Bukan cuma itu. Perbedaan sumber daya manusia (SDM) antara atlet Blitar dan atlet kota besar lain cukup kentara. Dirinya harus bisa memastikan apa yang disampaikan kepada para atlet dapat diserap sempurna. Tapi, dia justru menganggap hal ini sebagai tantangan.

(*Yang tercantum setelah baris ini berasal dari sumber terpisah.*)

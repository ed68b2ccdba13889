//! Display trust score for an area, derived from recent reviews or from
//! how fresh its public-data import is.

use chrono::{DateTime, Duration, Utc};
use serde::Serialize;

use crate::models::{Area, Review};

const REVIEW_WINDOW_DAYS: i64 = 7;
const WARNING_WINDOW_HOURS: i64 = 24;
const AVAILABILITY_WEIGHT: f64 = 0.6;
const CLEANLINESS_WEIGHT: f64 = 0.4;
const MAX_CLEANLINESS: f64 = 5.0;

const RECENCY_FLOOR: f64 = 20.0;
const RECENCY_BONUS_MAX: f64 = 50.0;
const RECENCY_DECAY_PER_DAY: f64 = 1.5;

/// Which input the score was derived from.
#[derive(Debug, Clone, Copy, PartialEq, Eq, Serialize)]
#[serde(rename_all = "snake_case")]
pub enum TrustBasis {
    RecentReviews,
    PublicDataRecency,
}

/// Coarse display band for a score.
#[derive(Debug, Clone, Copy, PartialEq, Eq, Serialize)]
#[serde(rename_all = "lowercase")]
pub enum TrustBand {
    Good,
    Caution,
    Poor,
}

#[derive(Debug, Clone, PartialEq, Serialize)]
pub struct TrustScore {
    pub score: u8,
    pub show_warning: bool,
    /// Share of windowed reviews marked available; `None` for recency-based scores.
    pub available_rate: Option<f64>,
    pub basis: TrustBasis,
}

impl TrustScore {
    #[must_use]
    pub fn band(&self) -> TrustBand {
        match self.score {
            80.. => TrustBand::Good,
            50..=79 => TrustBand::Caution,
            _ => TrustBand::Poor,
        }
    }
}

/// Compute the trust score of `area` at time `now`.
///
/// Only reviews newer than seven days count toward the score. With none,
/// public-data areas get a score that decays with days since ingestion and
/// user-reported areas get `None`.
#[must_use]
pub fn compute_trust(area: &Area, reviews: &[Review], now: DateTime<Utc>) -> Option<TrustScore> {
    let window_start = now - Duration::days(REVIEW_WINDOW_DAYS);
    let windowed: Vec<&Review> = reviews
        .iter()
        .filter(|r| r.created_at > window_start)
        .collect();

    if windowed.is_empty() {
        return area.is_public_data.then(|| TrustScore {
            score: recency_score(area.public_data_updated_at, now),
            show_warning: false,
            available_rate: None,
            basis: TrustBasis::PublicDataRecency,
        });
    }

    // Window sizes are tiny; usize -> f64 is exact here.
    #[allow(clippy::cast_precision_loss)]
    let count = windowed.len() as f64;
    #[allow(clippy::cast_precision_loss)]
    let available_rate = windowed.iter().filter(|r| r.is_available).count() as f64 / count;
    let avg_cleanliness =
        windowed.iter().map(|r| f64::from(r.cleanliness)).sum::<f64>() / count;

    let raw = 100.0
        * (AVAILABILITY_WEIGHT * available_rate
            + CLEANLINESS_WEIGHT * (avg_cleanliness / MAX_CLEANLINESS));

    Some(TrustScore {
        score: to_score(raw),
        show_warning: latest_is_acute_unavailable(reviews, now) && available_rate > 0.5,
        available_rate: Some(available_rate),
        basis: TrustBasis::RecentReviews,
    })
}

/// True when the newest review overall is under a day old and says unavailable.
fn latest_is_acute_unavailable(reviews: &[Review], now: DateTime<Utc>) -> bool {
    let Some(latest) = reviews.iter().max_by_key(|r| r.created_at) else {
        return false;
    };
    latest.created_at > now - Duration::hours(WARNING_WINDOW_HOURS) && !latest.is_available
}

fn recency_score(ingested_at: Option<DateTime<Utc>>, now: DateTime<Utc>) -> u8 {
    let bonus = ingested_at.map_or(0.0, |ts| {
        // Second resolution is plenty for a day-scale decay.
        #[allow(clippy::cast_precision_loss)]
        let days = (now - ts).num_seconds() as f64 / 86_400.0;
        (RECENCY_BONUS_MAX - RECENCY_DECAY_PER_DAY * days).clamp(0.0, RECENCY_BONUS_MAX)
    });
    to_score(RECENCY_FLOOR + bonus)
}

fn to_score(raw: f64) -> u8 {
    // Clamped to 0..=100 first, so the cast cannot truncate or wrap.
    #[allow(clippy::cast_possible_truncation, clippy::cast_sign_loss)]
    let score = raw.round().clamp(0.0, 100.0) as u8;
    score
}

“Saya anggap itu sebagai tantangan sebagai seorang atlet. Jadi, saya harus pandai-pandai berkomunikasi dengan anak-anak,” tegasnya. Apapun itu, Vivi masih punya banyak impian untuk diraih sebagai seorang pelatih panahan. Salah satunya tentu membawa pulang medali emas dalam ajang Pekan Olahraga Provinsi (Porprov) ke-VII Jawa Timur (Jatim) tahun ini. (dit/ady/dfs)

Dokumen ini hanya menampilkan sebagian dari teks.